## DIRECTIONS FOR THIS TASK:
Going down the data below, set down exactly the line with "the access token." and each line after it through the line with "minutes of expiry)."; no other lines.

## DATA SUPPLIED:
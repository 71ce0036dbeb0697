//! Authentication providers for the Microsoft Graph API.
//!
//! SharePoint access goes through an Azure AD app registration using the
//! OAuth 2.0 client credentials grant:
//!
//! ```no_run
//! use integrations_sharepoint::auth::{AuthProvider, ClientCredentialsProvider};
//!
//! # async fn example() -> Result<(), Box<dyn std::error::Error>> {
//! let provider = ClientCredentialsProvider::new_with_strings(
//!     "contoso.onmicrosoft.com",
//!     "00000000-0000-0000-0000-000000000000",
//!     "client_secret",
//! );
//!
//! let token = provider.get_access_token().await?;
//! # Ok(())
//! # }
//! ```

use crate::errors::AuthenticationError;
use crate::transport::{HttpMethod, HttpRequest, HttpTransport, ReqwestTransport, RequestBody};
use async_trait::async_trait;
use bytes::Bytes;
use chrono::{DateTime, Duration, Utc};
use reqwest::header::{HeaderValue, CONTENT_TYPE};
use reqwest::Client;
use secrecy::{ExposeSecret, SecretString};
use serde::{Deserialize, Serialize};
use std::sync::Arc;
use tokio::sync::RwLock;
use tracing::{debug, info, warn};
use url::Url;

/// Default Azure AD login host.
pub const LOGIN_URL: &str = "https://login.microsoftonline.com";

/// Scope requesting every application permission granted to the app.
pub const GRAPH_DEFAULT_SCOPE: &str = "https://graph.microsoft.com/.default";

/// Token expiry buffer (5 minutes) - refresh tokens proactively before expiry.
pub const TOKEN_EXPIRY_BUFFER_SECONDS: i64 = 300;

/// Authentication provider abstraction.
#[async_trait]
pub trait AuthProvider: Send + Sync {
    /// Get an access token for API requests.
    async fn get_access_token(&self) -> Result<AccessToken, AuthenticationError>;

    /// Force refresh the access token.
    async fn refresh_token(&self) -> Result<AccessToken, AuthenticationError>;

    /// Check if the current token is expired.
    fn is_expired(&self) -> bool;
}

/// Access token with metadata.
#[derive(Debug, Clone)]
pub struct AccessToken {
    /// The token string.
    pub token: SecretString,

    /// Token type (usually "Bearer").
    pub token_type: String,

    /// Expiration time.
    pub expires_at: DateTime<Utc>,

    /// Scopes granted.
    pub scopes: Vec<String>,
}

impl AccessToken {
    /// Creates a new access token.
    pub fn new(
        token: impl Into<String>,
        token_type: impl Into<String>,
        expires_at: DateTime<Utc>,
        scopes: Vec<String>,
    ) -> Self {
        Self {
            token: SecretString::new(token.into()),
            token_type: token_type.into(),
            expires_at,
            scopes,
        }
    }

    /// Checks if the token is expired.
    pub fn is_expired(&self) -> bool {
        Utc::now() >= self.expires_at
    }

    /// Checks if the token needs proactive refresh (within 5 minutes of expiry).
    pub fn needs_refresh(&self) -> bool {
        let threshold = self.expires_at - Duration::seconds(TOKEN_EXPIRY_BUFFER_SECONDS);
        Utc::now() >= threshold
    }

    /// Returns the authorization header value.
    pub fn authorization_header(&self) -> String {
        format!("{} {}", self.token_type, self.token.expose_secret())
    }
}

/// Client credentials (app-only) provider.
///
/// Tokens are cached and refreshed five minutes before they expire. The
/// provider is thread-safe; the cache sits behind an `RwLock`.
pub struct ClientCredentialsProvider {
    tenant_id: String,
    client_id: String,
    client_secret: SecretString,
    scope: String,
    login_url: String,
    cached_token: Arc<RwLock<Option<AccessToken>>>,
    transport: Arc<dyn HttpTransport>,
}

impl ClientCredentialsProvider {
    /// Creates a new provider.
    pub fn new(
        tenant_id: impl Into<String>,
        client_id: impl Into<String>,
        client_secret: SecretString,
    ) -> Self {
        Self {
            tenant_id: tenant_id.into(),
            client_id: client_id.into(),
            client_secret,
            scope: GRAPH_DEFAULT_SCOPE.to_string(),
            login_url: LOGIN_URL.to_string(),
            cached_token: Arc::new(RwLock::new(None)),
            transport: Arc::new(ReqwestTransport::new(Client::new())),
        }
    }

    /// Creates a new provider with a string secret.
    pub fn new_with_strings(
        tenant_id: impl Into<String>,
        client_id: impl Into<String>,
        client_secret: impl Into<String>,
    ) -> Self {
        Self::new(tenant_id, client_id, SecretString::new(client_secret.into()))
    }

    /// Sets a custom login host (for national clouds or testing).
    pub fn with_login_url(mut self, login_url: impl Into<String>) -> Self {
        self.login_url = login_url.into();
        self
    }

    /// Sets the transport used to reach the token endpoint.
    pub fn with_transport(mut self, transport: Arc<dyn HttpTransport>) -> Self {
        self.transport = transport;
        self
    }

    /// Tenant the provider authenticates against.
    pub fn tenant_id(&self) -> &str {
        &self.tenant_id
    }

    /// Token endpoint for the tenant.
    pub fn token_url(&self) -> String {
        format!(
            "{}/{}/oauth2/v2.0/token",
            self.login_url.trim_end_matches('/'),
            self.tenant_id
        )
    }

    async fn request_token(&self) -> Result<AccessToken, AuthenticationError> {
        #[derive(Serialize)]
        struct TokenRequest<'a> {
            grant_type: &'a str,
            client_id: &'a str,
            client_secret: &'a str,
            scope: &'a str,
        }

        #[derive(Deserialize)]
        struct TokenResponse {
            access_token: String,
            token_type: String,
            expires_in: i64,
        }

        #[derive(Deserialize)]
        struct TokenErrorResponse {
            error: String,
            #[serde(default)]
            error_description: Option<String>,
        }

        let url = Url::parse(&self.token_url()).map_err(|e| {
            AuthenticationError::TokenRequestFailed(format!("Invalid token URL: {}", e))
        })?;

        let form = serde_urlencoded::to_string(TokenRequest {
            grant_type: "client_credentials",
            client_id: &self.client_id,
            client_secret: self.client_secret.expose_secret(),
            scope: &self.scope,
        })
        .map_err(|e| {
            AuthenticationError::TokenRequestFailed(format!("Failed to encode form: {}", e))
        })?;

        let mut request = HttpRequest::new(HttpMethod::Post, url);
        request.headers.insert(
            CONTENT_TYPE,
            HeaderValue::from_static("application/x-www-form-urlencoded"),
        );
        request.body = Some(RequestBody::Bytes(Bytes::from(form)));

        debug!(tenant = %self.tenant_id, "Requesting access token");

        let response = self.transport.send(request).await.map_err(|e| {
            AuthenticationError::TokenRequestFailed(format!("HTTP request failed: {}", e))
        })?;

        if !response.status.is_success() {
            let status = response.status;
            warn!(tenant = %self.tenant_id, status = status.as_u16(), "Token request rejected");

            if let Ok(err) = serde_json::from_slice::<TokenErrorResponse>(&response.body) {
                let detail = err.error_description.unwrap_or_default();
                return Err(match err.error.as_str() {
                    "invalid_client" | "unauthorized_client" => {
                        AuthenticationError::InvalidClient(detail)
                    }
                    _ => AuthenticationError::TokenRequestFailed(format!(
                        "{} ({}): {}",
                        err.error, status, detail
                    )),
                });
            }
            return Err(AuthenticationError::TokenRequestFailed(format!(
                "Token request failed with status {}: {}",
                status,
                String::from_utf8_lossy(&response.body)
            )));
        }

        let token_response: TokenResponse =
            serde_json::from_slice(&response.body).map_err(|e| {
                AuthenticationError::TokenRequestFailed(format!("Failed to parse response: {}", e))
            })?;

        let expires_at = Utc::now() + Duration::seconds(token_response.expires_in);
        info!(tenant = %self.tenant_id, expires_at = %expires_at, "Access token acquired");

        Ok(AccessToken::new(
            token_response.access_token,
            token_response.token_type,
            expires_at,
            vec![self.scope.clone()],
        ))
    }
}

#[async_trait]
impl AuthProvider for ClientCredentialsProvider {
    async fn get_access_token(&self) -> Result<AccessToken, AuthenticationError> {
        let cached = self.cached_token.read().await;
        if let Some(token) = cached.as_ref() {
            if !token.needs_refresh() {
                return Ok(token.clone());
            }
        }
        drop(cached);

        self.refresh_token().await
    }

    async fn refresh_token(&self) -> Result<AccessToken, AuthenticationError> {
        let token = self.request_token().await?;

        let mut cached = self.cached_token.write().await;
        *cached = Some(token.clone());

        Ok(token)
    }

    fn is_expired(&self) -> bool {
        match self.cached_token.try_read() {
            Ok(cached) => cached.as_ref().map_or(true, AccessToken::needs_refresh),
            // A refresh is in flight.
            Err(_) => true,
        }
    }
}

/// Provider for a token issued elsewhere.
///
/// The token is never refreshed; once it expires every request fails with
/// `AuthenticationError::ExpiredToken`.
pub struct StaticTokenProvider {
    token: AccessToken,
}

impl StaticTokenProvider {
    /// Wraps an existing token.
    pub fn new(token: AccessToken) -> Self {
        Self { token }
    }

    /// Wraps a bearer token string valid until `expires_at`.
    pub fn bearer(token: impl Into<String>, expires_at: DateTime<Utc>) -> Self {
        Self::new(AccessToken::new(token, "Bearer", expires_at, Vec::new()))
    }
}

#[async_trait]
impl AuthProvider for StaticTokenProvider {
    async fn get_access_token(&self) -> Result<AccessToken, AuthenticationError> {
        if self.token.is_expired() {
            return Err(AuthenticationError::ExpiredToken(format!(
                "Token expired at {}",
                self.token.expires_at
            )));
        }
        Ok(self.token.clone())
    }

    async fn refresh_token(&self) -> Result<AccessToken, AuthenticationError> {
        self.get_access_token().await
    }

    fn is_expired(&self) -> bool {
        self.token.is_expired()
    }
}

#[cfg(test)]
mod tests {
    use super::*;
    use crate::mocks::MockHttpTransport;

    fn provider(transport: Arc<MockHttpTransport>) -> ClientCredentialsProvider {
        ClientCredentialsProvider::new_with_strings("contoso", "app-id", "s3cret")
            .with_transport(transport)
    }

    #[test]
    fn test_access_token_refresh_window() {
        let token = AccessToken::new("t", "Bearer", Utc::now() + Duration::minutes(4), vec![]);
        assert!(!token.is_expired());
        assert!(token.needs_refresh());

        let token = AccessToken::new("t", "Bearer", Utc::now() + Duration::hours(1), vec![]);
        assert!(!token.needs_refresh());
        assert_eq!(token.authorization_header(), "Bearer t");
    }

    #[test]
    fn test_token_url() {
        let provider = ClientCredentialsProvider::new_with_strings("contoso", "id", "secret");
        assert_eq!(
            provider.token_url(),
            "https://login.microsoftonline.com/contoso/oauth2/v2.0/token"
        );

        let provider = provider.with_login_url("http://127.0.0.1:8080/");
        assert_eq!(
            provider.token_url(),
            "http://127.0.0.1:8080/contoso/oauth2/v2.0/token"
        );
    }

    #[tokio::test]
    async fn test_token_is_cached() {
        let transport = Arc::new(MockHttpTransport::new());
        transport.enqueue_json_response(
            200,
            r#"{"token_type":"Bearer","expires_in":3599,"access_token":"abc"}"#,
        );
        let provider = provider(transport.clone());

        assert!(provider.is_expired());
        let first = provider.get_access_token().await.unwrap();
        let second = provider.get_access_token().await.unwrap();

        assert_eq!(first.token.expose_secret(), "abc");
        assert_eq!(second.token.expose_secret(), "abc");
        assert!(!provider.is_expired());
        transport.verify_request_count(1);

        let request = &transport.get_requests()[0];
        assert_eq!(request.method, HttpMethod::Post);
        let form: Vec<(String, String)> = serde_urlencoded::from_bytes(&request.body).unwrap();
        assert!(form.contains(&("grant_type".to_string(), "client_credentials".to_string())));
        assert!(form.contains(&("scope".to_string(), GRAPH_DEFAULT_SCOPE.to_string())));
    }

    #[tokio::test]
    async fn test_invalid_client() {
        let transport = Arc::new(MockHttpTransport::new());
        transport.enqueue_json_response(
            401,
            r#"{"error":"invalid_client","error_description":"AADSTS7000215: Invalid client secret."}"#,
        );

        let err = provider(transport).get_access_token().await.unwrap_err();

        assert!(matches!(err, AuthenticationError::InvalidClient(msg) if msg.starts_with("AADSTS")));
    }

    #[tokio::test]
    async fn test_static_token_expiry() {
        let provider = StaticTokenProvider::bearer("t", Utc::now() - Duration::seconds(1));
        assert!(provider.is_expired());
        assert!(matches!(
            provider.get_access_token().await,
            Err(AuthenticationError::ExpiredToken(_))
        ));
    }

    #[test]
    fn test_static_token_valid() {
        let provider = StaticTokenProvider::bearer("t", Utc::now() + Duration::hours(1));
        assert!(!provider.is_expired());

        let token = tokio_test::assert_ok!(tokio_test::block_on(provider.get_access_token()));
        assert_eq!(token.authorization_header(), "Bearer t");
    }
}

## EXERCISE RESULT:
    /// Force refresh the access token.
    async fn refresh_token(&self) -> Result<AccessToken, AuthenticationError>;

    /// Check if the current token is expired.
    fn is_expired(&self) -> bool;
}

/// Access token with metadata.
#[derive(Debug, Clone)]
pub struct AccessToken {
    /// The token string.
    pub token: SecretString,

    /// Token type (usually "Bearer").
    pub token_type: String,

    /// Expiration time.
    pub expires_at: DateTime<Utc>,

    /// Scopes granted.
    pub scopes: Vec<String>,
}

impl AccessToken {
    /// Creates a new access token.
    pub fn new(
        token: impl Into<String>,
        token_type: impl Into<String>,
        expires_at: DateTime<Utc>,
        scopes: Vec<String>,
    ) -> Self {
        Self {
            token: SecretString::new(token.into()),
            token_type: token_type.into(),
            expires_at,
            scopes,
        }
    }

    /// Checks if the token is expired.
    pub fn is_expired(&self) -> bool {
        Utc::now() >= self.expires_at
    }

    /// Checks if the token needs proactive refresh (within 5 minutes of expiry).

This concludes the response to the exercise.